Calcareous sands extensively exist in coastal regions and shallow water areas of continental shelves. The behavior of calcareous sands is long recognized to be significantly different from that of most terrestrial sands (1, 2, 3, 4, 5). There exist considerable experimental data to indicate that the skin friction resistance of driven piles in uncemented and partially cemented calcareous sands is, in general, considerably lower than that in silica sands (l, 2, 4, 5, 6, 7, 8). Various investigations have postulated a number of attributing factors in trying to explain this phenomenon with little or no quantitative proof, since available literature data on the behavior of driven piles in calcareous sands are limited.
Except for important facilities where costly and time-consuming full-scale pile load tests can be conducted to increase design confidence, current pile design in calcareous sediments generally relies on applying a significant amount of engineering judgment and often using large factors of safety to account for various uncertainties and lack of knowledge (5, 6, 9, 10). Cost and safety considerations dictate the need for developing a better understanding of axial behavior aimed at developing a rational design methodology for driven piles in calcareous sands. This study was conducted as part of continuing effort to reach this goal. The study involved the performance of a series of laboratory load tests on an instrumented model pile to (1) understand soil-pile interaction mechanisms, (2) determine the contribution of end bearing, side friction and shear transfer mechanisms* and (3) correlate the findings with laboratory and in-situ engineering properties of the calcareous sands to establish a simple and rational design methodology.

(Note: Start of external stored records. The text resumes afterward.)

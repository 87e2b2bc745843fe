//! Game engine binary for Oilnet.
//!
//! Usage: `oilnet-engine [config.yaml] [scenario.yaml]`
//!
//! # Startup Sequence
//!
//! 1. Load configuration (`oilnet.yaml` in the working directory when no
//!    path is given, defaults when neither exists) and apply `OILNET_SEED`
//! 2. Initialize structured logging (tracing)
//! 3. Load the scenario, or the sample map when none is given
//! 4. Create the game and apply the scenario's opening moves
//! 5. Run every turn
//! 6. Print the final report as JSON on stdout

mod error;
mod report;
mod scenario_file;

use std::path::{Path, PathBuf};

use oilnet_core::config::{GameConfig, LoggingConfig};
use oilnet_core::game::GameState;
use oilnet_core::runner;
use tracing::info;
use tracing_subscriber::EnvFilter;

use crate::error::EngineError;
use crate::report::{GameReport, ProgressCallback};
use crate::scenario_file::ScenarioFile;

/// Config file looked up in the working directory when none is passed.
const DEFAULT_CONFIG_PATH: &str = "oilnet.yaml";

/// Application entry point for the engine.
///
/// # Errors
///
/// Returns an error if any startup step or the game itself fails.
fn main() -> Result<(), Box<dyn std::error::Error>> {
    let mut args = std::env::args().skip(1);
    let config_arg = args.next().map(PathBuf::from);
    let scenario_arg = args.next().map(PathBuf::from);

    // 1. Load configuration.
    let config = load_config(config_arg.as_deref())?;

    // 2. Initialize structured logging.
    init_logging(&config.logging)?;
    info!(
        game = config.game.name,
        seed = config.game.seed,
        turn_limit = config.game.turn_limit,
        players = config.game.players.len(),
        "Configuration loaded"
    );

    // 3. Load the scenario.
    let scenario = match &scenario_arg {
        Some(path) => ScenarioFile::from_file(path)?,
        None => ScenarioFile::default(),
    };
    let graph = scenario.build_graph()?;
    info!(
        nodes = graph.node_count(),
        edges = graph.edge_count(),
        connected = graph.is_connected(),
        "Map ready"
    );

    // 4. Create the game and apply opening moves.
    let mut state = GameState::new(config, graph).map_err(EngineError::from)?;
    scenario.apply_opening_moves(&mut state)?;

    // 5. Run the game.
    let mut progress = ProgressCallback::default();
    let result = runner::run_game(&mut state, &mut progress).map_err(EngineError::from)?;
    info!(
        turns = result.turns,
        winner = result.winner.map(|w| w.into_inner()),
        anomalies = progress.anomalies,
        "oilnet-engine finished"
    );

    // 6. Print the report.
    let report = GameReport::new(&state, &result);
    let json = serde_json::to_string_pretty(&report).map_err(EngineError::from)?;
    println!("{json}");

    Ok(())
}

/// Load configuration from `path`, or from [`DEFAULT_CONFIG_PATH`] if it
/// exists, or fall back to defaults. `OILNET_SEED` applies in every case.
fn load_config(path: Option<&Path>) -> Result<GameConfig, EngineError> {
    let default_path = Path::new(DEFAULT_CONFIG_PATH);
    let config = match path {
        Some(path) => GameConfig::from_file(path)?,
        None if default_path.exists() => GameConfig::from_file(default_path)?,
        None => GameConfig::parse("")?,
    };
    config.validate()?;
    Ok(config)
}

/// Install the global subscriber. `RUST_LOG` wins over the configured level.
///
/// Logs go to stderr so the report on stdout stays machine-readable.
fn init_logging(logging: &LoggingConfig) -> Result<(), EngineError> {
    let filter =
        EnvFilter::try_from_default_env().unwrap_or_else(|_| EnvFilter::new(&logging.level));
    let builder = tracing_subscriber::fmt()
        .with_env_filter(filter)
        .with_target(true)
        .with_writer(std::io::stderr);
    let installed = if logging.json {
        builder.json().try_init()
    } else {
        builder.try_init()
    };
    installed.map_err(|e| EngineError::Logging {
        message: e.to_string(),
    })
}
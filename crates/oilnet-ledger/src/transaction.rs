//! Validated construction of ledger entries.
//!
//! Every entry must name both parties, carry a strictly positive amount,
//! and respect the direction implied by its [`LedgerEntryType`]: income
//! types flow from the market to a player, everything else from a player
//! to the market.

use oilnet_types::{EdgeId, LedgerEntry, LedgerEntryType, NodeId, Party};
use rust_decimal::Decimal;

use crate::LedgerError;

// ---------------------------------------------------------------------------
// Transaction builder
// ---------------------------------------------------------------------------

/// Builder for constructing validated [`LedgerEntry`] values.
///
/// The built entry carries sequence number zero; [`Ledger`] assigns the
/// real one on append.
///
/// [`Ledger`]: crate::Ledger
///
/// # Examples
///
/// ```
/// use oilnet_ledger::TransactionBuilder;
/// use oilnet_types::{LedgerEntryType, Party, PlayerId};
/// use rust_decimal::Decimal;
///
/// let entry = TransactionBuilder::new(1, LedgerEntryType::Sale)
///     .from(Party::Market)
///     .to(Party::Player(PlayerId::new(1)))
///     .amount(Decimal::new(550, 0))
///     .reason("CRUDE_SALE")
///     .build();
///
/// assert!(entry.is_ok());
/// ```
#[derive(Debug)]
pub struct TransactionBuilder {
    turn: u64,
    entry_type: LedgerEntryType,
    from: Option<Party>,
    to: Option<Party>,
    amount: Option<Decimal>,
    reason: Option<String>,
    node: Option<NodeId>,
    edge: Option<EdgeId>,
}

impl TransactionBuilder {
    /// Start building an entry for the given turn and type.
    pub const fn new(turn: u64, entry_type: LedgerEntryType) -> Self {
        Self {
            turn,
            entry_type,
            from: None,
            to: None,
            amount: None,
            reason: None,
            node: None,
            edge: None,
        }
    }

    /// Set the paying party.
    #[must_use]
    pub const fn from(mut self, party: Party) -> Self {
        self.from = Some(party);
        self
    }

    /// Set the receiving party.
    #[must_use]
    pub const fn to(mut self, party: Party) -> Self {
        self.to = Some(party);
        self
    }

    /// Set the cash amount.
    #[must_use]
    pub const fn amount(mut self, amount: Decimal) -> Self {
        self.amount = Some(amount);
        self
    }

    /// Set the machine-readable reason.
    #[must_use]
    pub fn reason(mut self, reason: impl Into<String>) -> Self {
        self.reason = Some(reason.into());
        self
    }

    /// Link the entry to a node.
    #[must_use]
    pub const fn node(mut self, node: NodeId) -> Self {
        self.node = Some(node);
        self
    }

    /// Link the entry to an edge.
    #[must_use]
    pub const fn edge(mut self, edge: EdgeId) -> Self {
        self.edge = Some(edge);
        self
    }

    /// Validate inputs and produce a [`LedgerEntry`].
    ///
    /// # Errors
    ///
    /// Returns [`LedgerError::MissingField`] if a party, amount or reason is
    /// unset, [`LedgerError::ZeroAmount`] or [`LedgerError::NegativeAmount`]
    /// for a non-positive amount, and [`LedgerError::InvalidParty`] if the
    /// direction does not match the entry type.
    pub fn build(self) -> Result<LedgerEntry, LedgerError> {
        let from = self.from.ok_or(LedgerError::MissingField("from"))?;
        let to = self.to.ok_or(LedgerError::MissingField("to"))?;
        let amount = self.amount.ok_or(LedgerError::MissingField("amount"))?;
        let reason = self.reason.ok_or(LedgerError::MissingField("reason"))?;

        if amount.is_zero() {
            return Err(LedgerError::ZeroAmount);
        }
        if amount.is_sign_negative() {
            return Err(LedgerError::NegativeAmount { amount });
        }

        validate_parties(self.entry_type, from, to)?;

        Ok(LedgerEntry {
            seq: 0,
            turn: self.turn,
            entry_type: self.entry_type,
            from,
            to,
            amount,
            reason,
            node: self.node,
            edge: self.edge,
        })
    }
}

// ---------------------------------------------------------------------------
// Party validation
// ---------------------------------------------------------------------------

fn describe(party: Party) -> String {
    match party {
        Party::Player(id) => format!("player {id}"),
        Party::Market => "market".to_owned(),
    }
}

fn expect_player(
    entry_type: LedgerEntryType,
    side: &'static str,
    party: Party,
) -> Result<(), LedgerError> {
    if party.player().is_some() {
        Ok(())
    } else {
        Err(LedgerError::InvalidParty {
            entry_type,
            side,
            expected: "player",
            actual: describe(party),
        })
    }
}

fn expect_market(
    entry_type: LedgerEntryType,
    side: &'static str,
    party: Party,
) -> Result<(), LedgerError> {
    if party == Party::Market {
        Ok(())
    } else {
        Err(LedgerError::InvalidParty {
            entry_type,
            side,
            expected: "market",
            actual: describe(party),
        })
    }
}

/// Check the direction of an entry against its type.
///
/// # Errors
///
/// Returns [`LedgerError::InvalidParty`] naming the first side that is wrong.
pub fn validate_parties(
    entry_type: LedgerEntryType,
    from: Party,
    to: Party,
) -> Result<(), LedgerError> {
    if entry_type.is_income() {
        expect_market(entry_type, "from", from)?;
        expect_player(entry_type, "to", to)
    } else {
        expect_player(entry_type, "from", from)?;
        expect_market(entry_type, "to", to)
    }
}

#[cfg(test)]
mod tests {
    use oilnet_types::PlayerId;
    use rust_decimal_macros::dec;

    use super::*;

    fn alice() -> Party {
        Party::Player(PlayerId::new(1))
    }

    #[test]
    fn valid_sale_builds() {
        let entry = TransactionBuilder::new(3, LedgerEntryType::Sale)
            .from(Party::Market)
            .to(alice())
            .amount(dec!(400))
            .reason("REFINED_MARGIN")
            .node(NodeId::new(2))
            .build();
        assert!(entry.is_ok());
        let entry = entry.ok();
        assert_eq!(entry.as_ref().map(|e| e.turn), Some(3));
        assert_eq!(entry.as_ref().and_then(|e| e.node), Some(NodeId::new(2)));
        assert_eq!(entry.map(|e| e.seq), Some(0));
    }

    #[test]
    fn zero_amount_rejected() {
        let result = TransactionBuilder::new(1, LedgerEntryType::OperatingCost)
            .from(alice())
            .to(Party::Market)
            .amount(Decimal::ZERO)
            .reason("LIFTING")
            .build();
        assert!(matches!(result, Err(LedgerError::ZeroAmount)));
    }

    #[test]
    fn negative_amount_rejected() {
        let result = TransactionBuilder::new(1, LedgerEntryType::OperatingCost)
            .from(alice())
            .to(Party::Market)
            .amount(dec!(-5))
            .reason("LIFTING")
            .build();
        assert!(matches!(result, Err(LedgerError::NegativeAmount { .. })));
    }

    #[test]
    fn missing_reason_rejected() {
        let result = TransactionBuilder::new(1, LedgerEntryType::Sale)
            .from(Party::Market)
            .to(alice())
            .amount(dec!(1))
            .build();
        assert!(matches!(result, Err(LedgerError::MissingField("reason"))));
    }

    #[test]
    fn income_must_come_from_market() {
        let result = TransactionBuilder::new(1, LedgerEntryType::TransportFee)
            .from(Party::Player(PlayerId::new(2)))
            .to(alice())
            .amount(dec!(10))
            .reason("PIPELINE_FEE")
            .build();
        assert!(matches!(
            result,
            Err(LedgerError::InvalidParty { side: "from", .. })
        ));
    }

    #[test]
    fn costs_must_go_to_market() {
        let result = TransactionBuilder::new(1, LedgerEntryType::Construction)
            .from(alice())
            .to(alice())
            .amount(dec!(10))
            .reason("BUILD_WELL")
            .build();
        assert!(matches!(
            result,
            Err(LedgerError::InvalidParty { side: "to", .. })
        ));
    }
}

The laboratory model pile load test program was designed to evaluate the effects of calcareous sand type, density, confining pressure and cementation on the axial behavior and capacity of driven piles in calcareous sands. Thus, the test program essentially consisted of performing a series of laboratory static and cyclic load tests on a fully instrumented pile driven into samples of two calcareous sands. The two calcareous sands were obtained from the beaches in Key West, Florida (Florida sand) and Hawaii (Hawaiian sand). As summarized in Table 1, sixteen laboratory load tests were performed.